[Saved data entries]
===
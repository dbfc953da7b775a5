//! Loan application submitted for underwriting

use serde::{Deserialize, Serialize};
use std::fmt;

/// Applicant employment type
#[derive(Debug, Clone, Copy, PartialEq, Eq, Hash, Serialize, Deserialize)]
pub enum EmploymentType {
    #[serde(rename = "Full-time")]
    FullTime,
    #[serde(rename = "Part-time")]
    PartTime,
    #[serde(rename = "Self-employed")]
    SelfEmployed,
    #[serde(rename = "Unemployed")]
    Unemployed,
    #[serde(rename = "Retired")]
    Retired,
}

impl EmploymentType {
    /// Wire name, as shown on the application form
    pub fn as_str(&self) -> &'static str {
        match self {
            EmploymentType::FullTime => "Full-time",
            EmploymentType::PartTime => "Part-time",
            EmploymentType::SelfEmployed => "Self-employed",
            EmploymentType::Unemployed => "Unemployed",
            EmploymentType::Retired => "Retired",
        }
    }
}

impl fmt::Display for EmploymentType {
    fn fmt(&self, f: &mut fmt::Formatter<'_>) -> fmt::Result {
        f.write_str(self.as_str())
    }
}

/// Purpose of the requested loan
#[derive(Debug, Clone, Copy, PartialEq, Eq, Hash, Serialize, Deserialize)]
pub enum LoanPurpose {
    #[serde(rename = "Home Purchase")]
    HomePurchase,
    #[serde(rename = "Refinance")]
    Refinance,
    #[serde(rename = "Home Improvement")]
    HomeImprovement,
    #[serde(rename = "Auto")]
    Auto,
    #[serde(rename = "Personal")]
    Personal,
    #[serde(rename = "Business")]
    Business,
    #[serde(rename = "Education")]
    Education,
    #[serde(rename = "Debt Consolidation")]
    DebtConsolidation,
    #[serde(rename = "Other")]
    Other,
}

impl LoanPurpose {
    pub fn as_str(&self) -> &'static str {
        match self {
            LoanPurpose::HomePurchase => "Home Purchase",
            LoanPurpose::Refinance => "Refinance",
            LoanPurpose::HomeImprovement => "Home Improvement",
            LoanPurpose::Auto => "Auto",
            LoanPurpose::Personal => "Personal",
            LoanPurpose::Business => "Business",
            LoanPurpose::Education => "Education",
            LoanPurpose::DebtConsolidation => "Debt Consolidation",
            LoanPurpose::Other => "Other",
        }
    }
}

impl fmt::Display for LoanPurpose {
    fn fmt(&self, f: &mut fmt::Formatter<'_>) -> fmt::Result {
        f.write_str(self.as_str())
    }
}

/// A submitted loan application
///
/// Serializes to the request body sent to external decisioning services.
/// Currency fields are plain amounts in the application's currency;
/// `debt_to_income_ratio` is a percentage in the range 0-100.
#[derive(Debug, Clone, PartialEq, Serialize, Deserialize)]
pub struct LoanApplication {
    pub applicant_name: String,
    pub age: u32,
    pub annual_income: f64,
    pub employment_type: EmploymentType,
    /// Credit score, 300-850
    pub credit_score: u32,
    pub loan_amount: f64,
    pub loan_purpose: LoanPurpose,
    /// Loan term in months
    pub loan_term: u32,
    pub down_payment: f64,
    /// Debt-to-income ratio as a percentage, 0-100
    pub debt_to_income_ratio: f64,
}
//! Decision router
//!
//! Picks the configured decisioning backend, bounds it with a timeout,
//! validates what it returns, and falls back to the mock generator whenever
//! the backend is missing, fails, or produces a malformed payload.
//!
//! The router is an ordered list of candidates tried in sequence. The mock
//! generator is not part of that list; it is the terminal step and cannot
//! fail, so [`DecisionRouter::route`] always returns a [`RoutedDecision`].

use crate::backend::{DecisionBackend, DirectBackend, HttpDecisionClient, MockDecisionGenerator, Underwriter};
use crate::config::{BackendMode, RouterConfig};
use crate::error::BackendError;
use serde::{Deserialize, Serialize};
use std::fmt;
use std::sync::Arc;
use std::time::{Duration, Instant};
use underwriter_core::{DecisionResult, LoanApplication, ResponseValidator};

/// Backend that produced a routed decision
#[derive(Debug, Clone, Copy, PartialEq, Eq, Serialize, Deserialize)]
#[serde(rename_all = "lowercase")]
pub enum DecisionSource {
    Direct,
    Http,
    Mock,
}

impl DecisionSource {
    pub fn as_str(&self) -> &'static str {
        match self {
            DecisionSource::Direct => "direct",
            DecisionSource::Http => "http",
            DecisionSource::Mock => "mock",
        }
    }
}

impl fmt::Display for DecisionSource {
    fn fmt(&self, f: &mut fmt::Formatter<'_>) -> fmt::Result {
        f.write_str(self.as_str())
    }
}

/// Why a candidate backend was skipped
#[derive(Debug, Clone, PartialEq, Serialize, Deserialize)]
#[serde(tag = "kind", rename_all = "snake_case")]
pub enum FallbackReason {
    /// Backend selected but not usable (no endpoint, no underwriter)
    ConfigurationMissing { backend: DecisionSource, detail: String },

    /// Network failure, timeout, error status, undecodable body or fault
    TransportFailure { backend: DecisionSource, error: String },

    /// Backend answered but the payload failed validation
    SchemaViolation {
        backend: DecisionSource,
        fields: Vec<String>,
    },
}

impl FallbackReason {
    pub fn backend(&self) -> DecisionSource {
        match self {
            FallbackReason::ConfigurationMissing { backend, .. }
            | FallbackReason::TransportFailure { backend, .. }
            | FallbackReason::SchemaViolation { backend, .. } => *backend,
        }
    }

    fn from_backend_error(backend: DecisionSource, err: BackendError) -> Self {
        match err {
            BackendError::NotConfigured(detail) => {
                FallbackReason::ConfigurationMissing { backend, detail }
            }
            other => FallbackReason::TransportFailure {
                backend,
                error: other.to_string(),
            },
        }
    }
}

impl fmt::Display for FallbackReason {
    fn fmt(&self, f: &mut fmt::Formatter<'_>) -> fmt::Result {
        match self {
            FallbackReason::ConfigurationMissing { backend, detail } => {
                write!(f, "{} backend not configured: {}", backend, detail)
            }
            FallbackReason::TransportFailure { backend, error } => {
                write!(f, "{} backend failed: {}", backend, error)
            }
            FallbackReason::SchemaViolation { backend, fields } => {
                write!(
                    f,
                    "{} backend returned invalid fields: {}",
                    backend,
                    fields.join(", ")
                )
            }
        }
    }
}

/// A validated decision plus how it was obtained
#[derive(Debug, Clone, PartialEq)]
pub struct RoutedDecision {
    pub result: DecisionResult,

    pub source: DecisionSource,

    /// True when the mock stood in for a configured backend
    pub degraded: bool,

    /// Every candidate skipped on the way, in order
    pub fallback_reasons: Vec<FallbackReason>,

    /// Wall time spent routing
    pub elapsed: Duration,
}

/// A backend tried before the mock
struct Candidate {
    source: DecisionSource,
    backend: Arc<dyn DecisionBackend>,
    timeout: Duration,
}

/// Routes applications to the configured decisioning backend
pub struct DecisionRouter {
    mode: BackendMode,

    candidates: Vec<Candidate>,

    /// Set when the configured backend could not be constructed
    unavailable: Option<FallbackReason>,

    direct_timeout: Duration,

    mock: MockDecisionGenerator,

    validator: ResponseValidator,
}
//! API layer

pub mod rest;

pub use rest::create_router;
===
Go through the records above and copy each line where "enum" is found.

pub enum EmploymentType {
pub enum LoanPurpose {
pub enum DecisionSource {
pub enum FallbackReason {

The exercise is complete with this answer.